Kenneth Possenriede
Analyst
You bet. So yes, if you go around the business, and I'll talk to this as our surprise and not so much year-over-year, but looking at ARROW, strong performance mainly in F-35. And looking at the back half of the year, it warranted taking our guidance up mainly -- in Aeronautics mainly driven by F-35. But also, back to Cai's question, some of that growth we did see in ADP, in our classified growth, which is dilutive. So that's why we only took our profit up the $10 million, and we took our sales up to $100 million. What I would say is, just recently coming from Aeronautics and looking at F-35, on the whole, we have comfort about the guidance that we're providing on F-35 right now. There may be potentially some upside. We'll see that in the next couple of quarters, but right now, we feel pretty good about Aeronautics. I think I gave enough color on Missiles and Fire Control, and we do see strong growth there. But in the back half of the year, it is lower, and we'll address that as time goes on. From an RMS perspective, from a guidance standpoint, we did take our guidance up driven by -- mainly driven by radar programs.

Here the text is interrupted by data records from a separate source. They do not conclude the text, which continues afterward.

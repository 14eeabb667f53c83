// Copyright 2026 The Sphere Project
// SPDX-License-Identifier: Apache-2.0

// Artifact tag parsing
//
// Responsibilities:
// - Detect `<sphere_artifact ...>` / `</sphere_artifact>` delimiters in a
//   token stream, including delimiters split across any number of deltas
// - Pass conversational text and artifact bodies through as soon as they
//   can no longer be part of a delimiter
// - Extract title/type/language from the open tag, with defaults
// - Drop an unterminated artifact at end of stream instead of closing it

mod attributes;
mod matcher;
mod parser;

pub use attributes::{parse_attributes, ArtifactDescriptor};
pub use matcher::{match_close_tag, match_open_tag, Delimiter, TagMatch, CLOSE_TAG, OPEN_TAG};
pub use parser::{ArtifactParser, Mode};

#[cfg(test)]
mod tests;
// Copyright 2026 The Sphere Project
// SPDX-License-Identifier: Apache-2.0

// Mode controller
//
// Holds the Outside/Inside mode and the two mode-specific buffers. Each
// delta is appended to the live buffer, the matcher decides whether the
// buffer is resolved, and resolved text is turned into events. Only a
// tail that could still grow into a delimiter is ever held back.

use super::attributes::parse_attributes;
use super::matcher::{match_close_tag, match_open_tag, TagMatch, OPEN_TAG};
use crate::event::OutputEvent;

#[derive(Debug, Clone, Copy, PartialEq, Eq, Default)]
pub enum Mode {
    /// Conversational text.
    #[default]
    Outside,
    /// Inside an artifact body.
    Inside,
}

/// Incremental parser for one streamed response.
///
/// Owned by a single response; never shared or reused across responses.
/// Exactly one buffer is live at a time, the other is empty.
#[derive(Debug, Default)]
pub struct ArtifactParser {
    mode: Mode,
    pub(super) outside_buffer: String,
    pub(super) inside_buffer: String,
}

impl ArtifactParser {
    pub fn new() -> Self {
        Self::default()
    }

    pub fn mode(&self) -> Mode {
        self.mode
    }

    pub fn is_inside(&self) -> bool {
        self.mode == Mode::Inside
    }

    /// Text currently withheld in the live buffer.
    pub fn pending(&self) -> &str {
        match self.mode {
            Mode::Outside => &self.outside_buffer,
            Mode::Inside => &self.inside_buffer,
        }
    }

    /// Feed one delta and return the events it resolves, in order.
    pub fn push(&mut self, delta: &str) -> Vec<OutputEvent> {
        let mut events = Vec::new();
        if delta.is_empty() {
            return events;
        }
        match self.mode {
            Mode::Outside => self.push_outside(delta, &mut events),
            Mode::Inside => self.push_inside(delta, &mut events),
        }
        events
    }

    /// Resolve whatever is left when the upstream is exhausted.
    ///
    /// Outside: non-whitespace leftovers become a final `Token`. Inside:
    /// the unterminated artifact body is dropped, not force-closed.
    /// The `Done` sentinel belongs to the caller.
    pub fn finish(&mut self) -> Option<OutputEvent> {
        match self.mode {
            Mode::Outside => {
                let rest = std::mem::take(&mut self.outside_buffer);
                if rest.trim().is_empty() {
                    None
                } else {
                    Some(OutputEvent::token(rest))
                }
            }
            Mode::Inside => {
                let dropped = std::mem::take(&mut self.inside_buffer);
                tracing::warn!(
                    dropped_bytes = dropped.len(),
                    "stream ended inside an artifact; pending body dropped"
                );
                None
            }
        }
    }

    fn push_outside(&mut self, delta: &str, events: &mut Vec<OutputEvent>) {
        self.outside_buffer.push_str(delta);

        match match_open_tag(&self.outside_buffer) {
            TagMatch::Complete { start, end } => {
                let buffer = std::mem::take(&mut self.outside_buffer);

                // Raw, unstripped: whitespace before the tag is content.
                if start > 0 {
                    events.push(OutputEvent::token(&buffer[..start]));
                }

                let descriptor = parse_attributes(&buffer[start + OPEN_TAG.len()..end]);
                tracing::info!(
                    title = %descriptor.title,
                    kind = %descriptor.kind,
                    language = %descriptor.language,
                    "artifact opened"
                );
                events.push(OutputEvent::open(descriptor));
                self.mode = Mode::Inside;

                // Text after `>` is artifact body. It goes through the
                // inside path so a close tag in the same delta is honored.
                let residue = &buffer[end + 1..];
                if !residue.is_empty() {
                    self.push_inside(residue, events);
                }
            }
            TagMatch::Pending { .. } | TagMatch::Partial { .. } => {}
            TagMatch::Absent => {
                let text = std::mem::take(&mut self.outside_buffer);
                events.push(OutputEvent::token(text));
            }
        }
    }

    fn push_inside(&mut self, delta: &str, events: &mut Vec<OutputEvent>) {
        self.inside_buffer.push_str(delta);

        match match_close_tag(&self.inside_buffer) {
            TagMatch::Complete { start, end } => {
                let buffer = std::mem::take(&mut self.inside_buffer);

                if start > 0 {
                    events.push(OutputEvent::chunk(&buffer[..start]));
                }
                events.push(OutputEvent::ArtifactClose);
                tracing::debug!("artifact closed");

                self.mode = Mode::Outside;
                self.outside_buffer.clear();

                // Chat text resumed in the same delta is emitted as-is and
                // not rescanned for another open tag.
                let after = &buffer[end..];
                if !after.is_empty() {
                    events.push(OutputEvent::token(after));
                }
            }
            TagMatch::Partial { .. } | TagMatch::Pending { .. } => {}
            TagMatch::Absent => {
                let body = std::mem::take(&mut self.inside_buffer);
                events.push(OutputEvent::chunk(body));
            }
        }
    }
}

In some -- to some extent, Sikorsky, we are seeing stronger growth at Sikorsky. But I will note just based on helicopter deliveries this year on the BLACK HAWK and frankly, there are none for MH-60 this year or CH-53 this year, year-over-year, Sikorsky is still down in sales. And from a Space standpoint, beginning of the year, we saw them as flattish. We now see them growing roughly 2%, and that's in the new start for OPIR, GPS III and space missile defense. But as you said, more of it in the front end than in the back end, and we'll take a look at this again in the second quarter.